Abstract Increased opportunistic fungal infections in immunocompromised patients and lack of effective therapeutic modalities caused millions of deaths worldwide. Further, there are no licensed vaccines available for such and for immune-sufficient individuals. Previously, we have shown that in the absence of CD4+ T cells, vaccine-induced CD8+ T cells can mount sterilizing fungal immunity. However, molecules that have an immunomodulatory effect on CD8+ T cells are still to be explored. Using a mouse model of CD4+ T cell lymphopenia and experimental fungal vaccine, we demonstrate that Sialophorin (CD43), a molecule deficient in WAS patients, plays a critical role in mounting anti-fungal immunity. Genetic ablation of CD43 resulted in blunted CD8+ T cell responses associated with reduced expression of prototypic lineage-specific transcription factors following vaccination. Cell-intrinsic expression of CD43 on CD8+ T cells was indispensable for their expansion.
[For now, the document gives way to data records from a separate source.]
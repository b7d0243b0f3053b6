//! Subscriber registry and broadcast engine.
//!
//! The two channel maps are the only state touched by more than one task
//! (the discoverer adds dynamic instance slots while broadcasts may be in
//! flight), so they sit behind their own locks; everything else here is
//! single-purpose bookkeeping local to a call.

use std::collections::HashMap;
use std::sync::atomic::{AtomicU64, Ordering};

use tokio::sync::{mpsc, RwLock};
use tracing::debug;

use crate::event::{ChannelId, Event};

/// Outbound frames are buffered per subscriber; a subscriber that can't
/// keep up is disconnected rather than allowed to slow down the hub.
const OUTBOUND_CAPACITY: usize = 256;

struct SubscriberEntry {
    outbound: mpsc::Sender<String>,
    channel: Option<ChannelId>,
}

pub struct Hub {
    next_id: AtomicU64,
    subscribers: RwLock<HashMap<u64, SubscriberEntry>>,
    classic: RwLock<HashMap<String, Vec<u64>>>,
    dynamic: RwLock<HashMap<String, HashMap<String, Vec<u64>>>>,
}

impl Hub {
    pub fn new(classic_tags: impl IntoIterator<Item = String>, dynamic_tags: impl IntoIterator<Item = String>) -> Self {
        let classic = classic_tags.into_iter().map(|tag| (tag, Vec::new())).collect();
        let dynamic = dynamic_tags
            .into_iter()
            .map(|tag| (tag, HashMap::new()))
            .collect();
        Hub {
            next_id: AtomicU64::new(1),
            subscribers: RwLock::new(HashMap::new()),
            classic: RwLock::new(classic),
            dynamic: RwLock::new(dynamic),
        }
    }

    /// Registers a new, as-yet-unsubscribed connection and returns its id
    /// plus the receiving half of its outbound queue.
    pub async fn register(&self) -> (u64, mpsc::Receiver<String>) {
        let id = self.next_id.fetch_add(1, Ordering::Relaxed);
        let (tx, rx) = mpsc::channel(OUTBOUND_CAPACITY);
        self.subscribers.write().await.insert(
            id,
            SubscriberEntry {
                outbound: tx,
                channel: None,
            },
        );
        (id, rx)
    }

    /// Removes a subscriber from its channel (if any) and drops its outbound
    /// sender, which closes the queue and signals its writer task to exit.
    /// Idempotent.
    pub async fn unregister(&self, id: u64) {
        let channel = {
            let mut subs = self.subscribers.write().await;
            subs.remove(&id).and_then(|entry| entry.channel)
        };
        let Some(channel) = channel else { return };
        match channel {
            ChannelId::Classic(tag) => {
                if let Some(list) = self.classic.write().await.get_mut(&tag) {
                    list.retain(|&sid| sid != id);
                }
            }
            ChannelId::Dynamic { tag, instance } => {
                if let Some(instances) = self.dynamic.write().await.get_mut(&tag)
                    && let Some(list) = instances.get_mut(&instance)
                {
                    list.retain(|&sid| sid != id);
                }
            }
        }
    }

    /// Attempts to subscribe `id` to the named channel. On success returns
    /// the resolved [`ChannelId`]; on failure the caller should send an
    /// error event to this subscriber directly (it remains unsubscribed).
    pub async fn subscribe(&self, id: u64, wire_name: &str) -> Result<ChannelId, ()> {
        let channel = ChannelId::parse(wire_name);
        let known = match &channel {
            ChannelId::Classic(tag) => {
                let mut classic = self.classic.write().await;
                match classic.get_mut(tag) {
                    Some(list) => {
                        list.push(id);
                        true
                    }
                    None => false,
                }
            }
            ChannelId::Dynamic { tag, instance } => {
                let mut dynamic = self.dynamic.write().await;
                match dynamic.get_mut(tag).and_then(|instances| instances.get_mut(instance)) {
                    Some(list) => {
                        list.push(id);
                        true
                    }
                    None => false,
                }
            }
        };

        if !known {
            return Err(());
        }

        if let Some(entry) = self.subscribers.write().await.get_mut(&id) {
            entry.channel = Some(channel.clone());
        }
        Ok(channel)
    }

    /// Sends a one-off event directly to a single subscriber (used for the
    /// "unknown channel" error reply, which bypasses channel routing).
    pub async fn send_to(&self, id: u64, evt: &Event) {
        if let Some(entry) = self.subscribers.read().await.get(&id) {
            let _ = entry.outbound.try_send(evt.to_framed());
        }
    }

    /// Ensures a dynamic instance slot exists, creating it empty if absent.
    /// Returns `true` if the slot already existed (an instance restart that
    /// should preserve its subscribers and receive a [`Event::reset`]).
    pub async fn ensure_dynamic_instance(&self, tag: &str, instance: &str) -> bool {
        let mut dynamic = self.dynamic.write().await;
        let instances = dynamic.entry(tag.to_string()).or_default();
        if instances.contains_key(instance) {
            true
        } else {
            instances.insert(instance.to_string(), Vec::new());
            false
        }
    }

    /// Broadcasts `evt` to every subscriber of `channel`. Subscribers whose
    /// outbound queue is full are evicted; this never blocks.
    pub async fn broadcast(&self, channel: &ChannelId, evt: &Event) {
        let recipients = self.recipients(channel).await;
        if recipients.is_empty() {
            return;
        }

        let framed = evt.to_framed();
        let mut to_evict = Vec::new();

        {
            let subs = self.subscribers.read().await;
            for id in &recipients {
                let Some(entry) = subs.get(id) else { continue };
                match entry.outbound.try_send(framed.clone()) {
                    Ok(()) => {}
                    Err(mpsc::error::TrySendError::Full(_)) => {
                        debug!(id, "hub: outbound queue full, evicting slow subscriber");
                        to_evict.push(*id);
                    }
                    Err(mpsc::error::TrySendError::Closed(_)) => to_evict.push(*id),
                }
            }
        }

        for id in to_evict {
            self.unregister(id).await;
        }
    }

    /// Lists the instance ids currently known for a dynamic server tag.
    pub async fn dynamic_instances(&self, tag: &str) -> Vec<String> {
        self.dynamic
            .read()
            .await
            .get(tag)
            .map(|instances| instances.keys().cloned().collect())
            .unwrap_or_default()
    }

    async fn recipients(&self, channel: &ChannelId) -> Vec<u64> {
        match channel {
            ChannelId::Classic(tag) => self
                .classic
                .read()
                .await
                .get(tag)
                .cloned()
                .unwrap_or_default(),
            ChannelId::Dynamic { tag, instance } => self
                .dynamic
                .read()
                .await
                .get(tag)
                .and_then(|instances| instances.get(instance))
                .cloned()
                .unwrap_or_default(),
        }
    }
}

#[cfg(test)]
mod tests {
    use super::*;

    #[tokio::test]
    async fn subscribe_to_known_classic_channel_receives_broadcast() {
        let hub = Hub::new(["app".to_string()], []);
        let (id, mut rx) = hub.register().await;
        let channel = hub.subscribe(id, "app").await.unwrap();

        hub.broadcast(&channel, &Event::add(&channel, "hello")).await;

        let frame = rx.recv().await.unwrap();
        assert!(frame.contains("\"content\":\"hello\""));
    }

    #[tokio::test]
    async fn subscribe_to_unknown_channel_fails() {
        let hub = Hub::new(["app".to_string()], []);
        let (id, _rx) = hub.register().await;
        assert!(hub.subscribe(id, "bogus").await.is_err());
    }

    #[tokio::test]
    async fn unregister_removes_from_channel_and_closes_queue() {
        let hub = Hub::new(["app".to_string()], []);
        let (id, mut rx) = hub.register().await;
        let channel = hub.subscribe(id, "app").await.unwrap();

        hub.unregister(id).await;
        assert!(rx.recv().await.is_none());

        hub.broadcast(&channel, &Event::add(&channel, "after-unregister")).await;
        assert!(rx.recv().await.is_none());
    }

    #[tokio::test]
    async fn unregister_is_idempotent() {
        let hub = Hub::new(["app".to_string()], []);
        let (id, _rx) = hub.register().await;
        hub.unregister(id).await;
        hub.unregister(id).await;
    }

    #[tokio::test]
    async fn slow_subscriber_is_evicted_without_blocking_others() {
        let hub = Hub::new(["app".to_string()], []);
        let (slow_id, slow_rx) = hub.register().await;
        let (fast_id, mut fast_rx) = hub.register().await;
        let channel = hub.subscribe(slow_id, "app").await.unwrap();
        hub.subscribe(fast_id, "app").await.unwrap();

        // Never drained, so its queue fills up.
        std::mem::forget(slow_rx);

        for i in 0..300 {
            hub.broadcast(&channel, &Event::add(&channel, format!("line-{i}"))).await;
        }

        // The fast subscriber received events throughout, unaffected by the slow one.
        let mut count = 0;
        while fast_rx.try_recv().is_ok() {
            count += 1;
        }
        assert!(count > 0);
    }

    #[tokio::test]
    async fn ensure_dynamic_instance_reports_restart() {
        let hub = Hub::new([], ["lobby".to_string()]);
        assert!(!hub.ensure_dynamic_instance("lobby", "1").await);
        assert!(hub.ensure_dynamic_instance("lobby", "1").await);
    }

    #[tokio::test]
    async fn dynamic_subscribe_requires_known_instance() {
        let hub = Hub::new([], ["lobby".to_string()]);
        let (id, _rx) = hub.register().await;
        assert!(hub.subscribe(id, "lobby=>1").await.is_err());

        hub.ensure_dynamic_instance("lobby", "1").await;
        assert!(hub.subscribe(id, "lobby=>1").await.is_ok());
    }
}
Poor vaccine-induced effector CD8+ T cell responses under CD43-deficiency caused the failure to control fungal pneumonia following lethal challenge, independent of trafficking defect of the CD43-deficient effector cells. Further, we demonstrate antigen-specific CD8+ T cells preferentially expressed glycosylated-CD43. Notably, the numbers of glycosylated-CD43+ CD8+ T cells were directly correlated with vaccine-immunity. Thus, the glycosylated-CD43 expression on the CD8+ T cells could serve as a biological marker of vaccine efficacy and clinical outcome of fungal pneumonia. In conclusion, we report that CD43 is required for effective vaccine-immunity against lethal fungal pneumonia, and glycosylated-CD43 could be a novel phenotypic T-cell marker of fungal immunity.